SAO PAULO 00000485  003 OF 003 
 
 
Workers' Center (CUT - the nation's largest labor confederation), 
was transferred to the Social Security Ministry and replaced by 
Carlos Lupi, President of the Democratic Labor Party (PDT).  This 
surprise, last-minute move so angered Marinho that he considered 
quitting altogether.  Paulo Pereira da Silva (no relation to Lula), 
head of the Forca Sindical, the CUT's main rival, is a recently 
elected PDT Federal Deputy.  In essence, Greenhalgh said, Lula is 
turning the Labor Ministry over to the Forca Sindical to the serious 
detriment of his historical allies in the CUT.  The CUT was founded 
in 1984 by many of the same people who founded the PT.  It has 
served as a sister organization to the PT, and several of its 
leaders serve on the PT's National Directorate.  Lula would never 
alienate his base in this way if he had any plans for a political 
future, Greenhalgh argued. 
 
------- 
COMMENT 
------- 
 
9.  (SBU) Greenhalgh's insights into President Lula's plans and 
strategies ring true in many respects, but at times he gives Lula 
more credit than he deserves.  While Lula's coalition-building 
efforts - "conducting the orchestra" - have been impressive, they 
have not been matched on the policy side ("singing the lead role"). 

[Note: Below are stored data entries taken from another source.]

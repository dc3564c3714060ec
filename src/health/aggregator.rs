//! Fleet-wide pass over every configured instance

use std::sync::Arc;
use std::time::Instant;

use futures::future::join_all;
use tokio::sync::Semaphore;
use tracing::{info, warn};

use crate::config::Instance;

use super::checker::InstanceChecker;
use super::report::{FleetReport, InstanceReport};

/// Checks every instance and combines the results into one report
///
/// Instances are checked concurrently up to a bound; the report keeps
/// configuration order regardless of completion order.
pub struct ReportAggregator {
    checker: Arc<InstanceChecker>,
    title: String,
    concurrency: usize,
}

impl ReportAggregator {
    pub fn new(checker: Arc<InstanceChecker>, title: impl Into<String>, concurrency: usize) -> Self {
        Self {
            checker,
            title: title.into(),
            concurrency: concurrency.max(1),
        }
    }

    pub async fn run(&self, instances: &[Instance]) -> FleetReport {
        let start = Instant::now();
        let permits = Arc::new(Semaphore::new(self.concurrency));

        let checks = instances.iter().map(|instance| {
            let permits = permits.clone();
            async move {
                // The semaphore is never closed
                let _permit = permits.acquire().await.ok();
                self.checker.check(instance).await
            }
        });
        let reports: Vec<InstanceReport> = join_all(checks).await;

        let report = FleetReport::new(self.title.clone(), reports);
        let failing: Vec<&str> = report
            .instances()
            .iter()
            .filter(|r| r.severity() > super::Severity::Ok)
            .map(|r| r.name())
            .collect();

        if failing.is_empty() {
            info!(
                instances = report.len(),
                elapsed_ms = start.elapsed().as_millis() as u64,
                "Fleet check passed"
            );
        } else {
            warn!(
                instances = report.len(),
                severity = %report.severity(),
                unhealthy = ?failing,
                elapsed_ms = start.elapsed().as_millis() as u64,
                "Fleet check found problems"
            );
        }

        report
    }
}

#[cfg(test)]
mod tests {
    use super::*;
    use crate::health::probe::Probe;
    use crate::health::report::{ProbeKind, ProbeVerdict};
    use crate::health::Severity;
    use async_trait::async_trait;
    use std::sync::atomic::{AtomicUsize, Ordering};
    use std::time::Duration;

    /// Severity chosen by instance name, with a name-dependent delay
    struct ByName {
        in_flight: AtomicUsize,
        peak: AtomicUsize,
    }

    #[async_trait]
    impl Probe for ByName {
        fn kind(&self) -> ProbeKind {
            ProbeKind::Process
        }

        async fn check(&self, instance: &Instance) -> ProbeVerdict {
            let now = self.in_flight.fetch_add(1, Ordering::SeqCst) + 1;
            self.peak.fetch_max(now, Ordering::SeqCst);

            // Earlier instances finish later
            let delay = 60u64.saturating_sub(u64::from(instance.proxy_port % 100) * 10);
            tokio::time::sleep(Duration::from_millis(delay)).await;
            self.in_flight.fetch_sub(1, Ordering::SeqCst);

            match instance.name.as_str() {
                name if name.starts_with("down") => ProbeVerdict::failed(self.kind(), "down"),
                name if name.starts_with("busy") => ProbeVerdict::warning(self.kind(), "CPU IS BUSY"),
                _ => ProbeVerdict::ok(self.kind()),
            }
        }
    }

    fn aggregator(concurrency: usize) -> (ReportAggregator, Arc<ByName>) {
        let probe = Arc::new(ByName {
            in_flight: AtomicUsize::new(0),
            peak: AtomicUsize::new(0),
        });
        let checker = InstanceChecker::with_probes(vec![probe.clone()], Duration::from_secs(5));
        (
            ReportAggregator::new(Arc::new(checker), "monitor of mysql-proxy", concurrency),
            probe,
        )
    }

    fn fleet(names: &[&str]) -> Vec<Instance> {
        names
            .iter()
            .enumerate()
            .map(|(i, name)| Instance::new(*name, 4000 + i as u16, 5000 + i as u16))
            .collect()
    }

    #[tokio::test]
    async fn test_empty_fleet_is_ok() {
        let (aggregator, _) = aggregator(4);
        let report = aggregator.run(&[]).await;
        assert!(report.is_empty());
        assert_eq!(report.severity(), Severity::Ok);
        assert_eq!(report.title(), "monitor of mysql-proxy");
    }

    #[tokio::test]
    async fn test_order_and_fold() {
        let (aggregator, _) = aggregator(4);
        let instances = fleet(&["a", "busy_b", "c", "d"]);

        let report = aggregator.run(&instances).await;
        let names: Vec<_> = report.instances().iter().map(|r| r.name()).collect();
        assert_eq!(names, vec!["a", "busy_b", "c", "d"]);
        assert_eq!(report.severity(), Severity::Warning);

        let instances = fleet(&["a", "busy_b", "down_c"]);
        assert_eq!(aggregator.run(&instances).await.severity(), Severity::Failed);
    }

    #[tokio::test]
    async fn test_concurrency_is_bounded() {
        let (aggregator, probe) = aggregator(2);
        let instances = fleet(&["a", "b", "c", "d", "e"]);

        let report = aggregator.run(&instances).await;
        assert_eq!(report.len(), 5);
        assert!(probe.peak.load(Ordering::SeqCst) <= 2);
    }

    #[tokio::test]
    async fn test_repeated_runs_agree() {
        let (aggregator, _) = aggregator(3);
        let instances = fleet(&["a", "busy_b", "down_c"]);

        let first = aggregator.run(&instances).await;
        let second = aggregator.run(&instances).await;
        assert_eq!(first, second);
    }
}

The only major policy initiative to emerge in the first five months 
of the second term is the Growth Acceleration Plan (PAC - ref D), 
which many observers consider at best a bundle of good intentions 
that is unlikely to stimulate much economic growth.  His 
administration is working hard to maximize and retain Brazil's 
advantage in the area of ethanol, but beyond that it is difficult to 
see much action on any front, especially pursuit of the structural 
political and economic reforms most Brazilians consider essential 
for their country's future.  End Comment. 
 
10.  (U) This cable was coordinated with Embassy Brasilia.